I’ve been single for awhile now, and it is actually really fun, but I still hope to find someone special who I can share my life with eventually. I’m really not searching for fun dates (they would be nice), but I’m hoping to find a special and lasting relationship with someone who I can really connect with. You see, I’ve always been a ‘relationship’ guy… I’m not the type of guy to do one-night stands, date primarily for sex, or just date a lot of women to inflate my ego.
That being said, my dating life has been difficult for a number of reasons. Maybe I’m being too selective in the dating process, maybe I’m just picking the wrong women, or perhaps it just comes with my age (over 40), as many of my friends are already married or in happy relationships. I thought that it would be worth my while to share my views about dating expectations vs reality, because perhaps you can learn from my experiences, successes, and failures within my own love life.
It takes a lot of time and patience
I can’t speak for a lot of guys, but for me, I’ve learned to be very patient with my dating life. That means that I may line up some dates one month with a few women, but then I may take a break from dating for multiple months, before I land more dates. I realise that you need to be consistent with looking online on dating sites, or in real life, but I’ve just found it to be easier to not try too hard, and let your dating life come to you. Take what life gives you, to an extent. I’ve previously been on dating sites for months at a time and gathered up a few dates that were fun, but then I may just cancel my account for a half year or so, because I get frustrated with not finding the right match or the results that I desire. I’m just being brutally honest here; I’d rather wait than jump into a new relationship with somebody new that I’ll eventually want to get out of. I’d rather take my time, and ensure that it’s the right relationship for me, similar to a job or career.
Some dates won’t work out
The expectation that you’ll meet someone perfect for you, and you’ll live happily ever after is misconstrued. Unless you’re extremely lucky, you’ll go out on some dates that are subpar or underwhelming. Maybe they’re not complete disasters, because at least you’re getting some experience going out and meeting new women. I’ve been out on some dates when I just instinctively knew that I was completely wasting my time. I’ve been out on some other dates that seemed to be working, but then they’d nosedive after the first meeting for one reason or another. I can’t completely describe it or wrap my head around it, but most of the time it’s difficult to find mutual chemistry or just the right fit for myself.
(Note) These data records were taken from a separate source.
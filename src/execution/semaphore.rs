use std::sync::{Condvar, Mutex, PoisonError};
use std::time::{Duration, Instant};

/// A blocking counting semaphore handing out RAII permits.
///
/// Bounds how many tasks run at once on the engine's pool.
pub struct Semaphore {
    permits: Mutex<usize>,
    cv: Condvar,
}

/// A held permit; released on drop.
pub struct Permit<'a> {
    sem: &'a Semaphore,
    /// Time spent blocked before the permit was granted.
    pub waited: Duration,
}

impl Semaphore {
    pub fn new(permits: usize) -> Self {
        Self {
            permits: Mutex::new(permits.max(1)),
            cv: Condvar::new(),
        }
    }

    /// Block until a permit is available.
    pub fn acquire(&self) -> Permit<'_> {
        let start = Instant::now();
        let mut blocked = false;
        let mut available = self.permits.lock().unwrap_or_else(PoisonError::into_inner);
        while *available == 0 {
            blocked = true;
            available = self
                .cv
                .wait(available)
                .unwrap_or_else(PoisonError::into_inner);
        }
        *available -= 1;
        Permit {
            sem: self,
            waited: if blocked { start.elapsed() } else { Duration::ZERO },
        }
    }

    fn release(&self) {
        let mut available = self.permits.lock().unwrap_or_else(PoisonError::into_inner);
        *available += 1;
        self.cv.notify_one();
    }
}

impl Drop for Permit<'_> {
    fn drop(&mut self) {
        self.sem.release();
    }
}

#[cfg(test)]
mod tests {
    use super::Semaphore;

    #[test]
    fn permits_return_on_drop() {
        let sem = Semaphore::new(1);
        {
            let p = sem.acquire();
            assert!(p.waited.is_zero());
        }
        let again = sem.acquire();
        assert!(again.waited.is_zero());
    }
}
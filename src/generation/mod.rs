//! Example data and prompt generation from column declarations.
//!
//! Everything here is a pure function of the declarations plus an injected random number
//! generator; nothing touches the store. Use a seeded RNG for reproducible output:
//!
//! ```rust
//! use rand::SeedableRng;
//! use rand::rngs::StdRng;
//! use csv_seeder::generation::{generate_example_csv, generate_prompt};
//! use csv_seeder::types::{ColumnDeclaration, ColumnSet};
//!
//! # fn main() -> Result<(), csv_seeder::ImportError> {
//! let columns = ColumnSet::new(vec![
//!     ColumnDeclaration::new("name", "Full Name").required(),
//!     ColumnDeclaration::new("email", "Email Address").required(),
//! ])?;
//! let mut rng = StdRng::seed_from_u64(7);
//! let example = generate_example_csv(&columns, 3, &mut rng)?;
//! assert!(example.starts_with("name,email\n"));
//!
//! let prompt = generate_prompt(&columns, 3, &mut rng)?;
//! assert!(prompt.starts_with("Description of columns:\nname\n"));
//! # Ok(())
//! # }
//! ```

pub mod example;
pub mod generators;
pub mod prompt;

pub use example::{example_value, generate_example_csv, DEFAULT_EXAMPLE_ROWS};
pub use generators::ValueGenerator;
pub use prompt::{describe_columns, generate_prompt, infer_data_type};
So, you may go out on some dates that won’t work out for you, and you’ll eventually learn from them. It’s similar to going out on job interviews. Some jobs you go in with high expectations, and they end up disappointing you, or you interview for that dream job that you want, but it doesn’t work out for you, because they ended up hiring someone else for whatever reason. It’s not exactly like you were that bad for the job, but they felt like the other candidate worked out better for them, and is a better fit for them. This is reality, and we all get rejected at one point or another. The key is to learn from it, and let it motivate you for the relationship (or job) that you really desire.
Reality is not like the movies
You must keep in mind that reality is not like the movies where everything works out perfectly. I’m mainly thinking about that special romantic film that you thought you could creatively mirror in your reality. You may watch a really special film or show where you witness that interesting and fulfilling relationship, and you want to create it in your real life. Sorry… it probably won’t work out for you that way. This means that you should go into your date without keeping your expectations too high. If it eventually works out for you, by all means enjoy the ride, but don’t expect your date to be exactly what you desire. It will likely take some time to find your right fit.
She lives miles away
Location is everything in dating. You may find someone online who you really vibe with while messaging, but if she lives far away, it’s ultimately going to do nothing for you. So you have to date local for realistic and best results. This isn’t always easy, especially nowadays when everyone is more connected on social media from all parts of the world. I’ve found that it’s been easier for me to strike up a connection on social media, not even considering the distance factor, but eventually you’ll find that it will fizzle out when you live too far away from her. Concentrate on dating locally, so that you won’t fall into the pitfall of long distance relationship. Sometimes it may work, but it normally just doesn’t work out.
Don’t dwell on your memories
You may compare your dating life to times in your past when you were happy in your relationship, young, with your whole life ahead of you. It’s unrealistic to compare your new date to fond memories of a first love, a sexually satisfying relationship, or a previous relationship when you felt really happy. You need to live in the now with your dating life, and the past is over now, despite the fond memories that you will always take with you. Don’t compare your newfound dates to previous relationships when you were elated, young, or even naive. Your dating life should be filled with discovery, exploration, and creating new happy times that will become new warm memories. Enjoy your dating life, and stay in the now. If you’re 43, don’t expect to find a relationship like you once did in your twenties. You’re a different and more mature person now.
These are the most common dating expectations vs reality. Obviously, you want to find someone special, but don’t expect it to happen the very first minute that you leave your house. It takes time to find the right connection. Keep your expectations realistic and life may surprise you.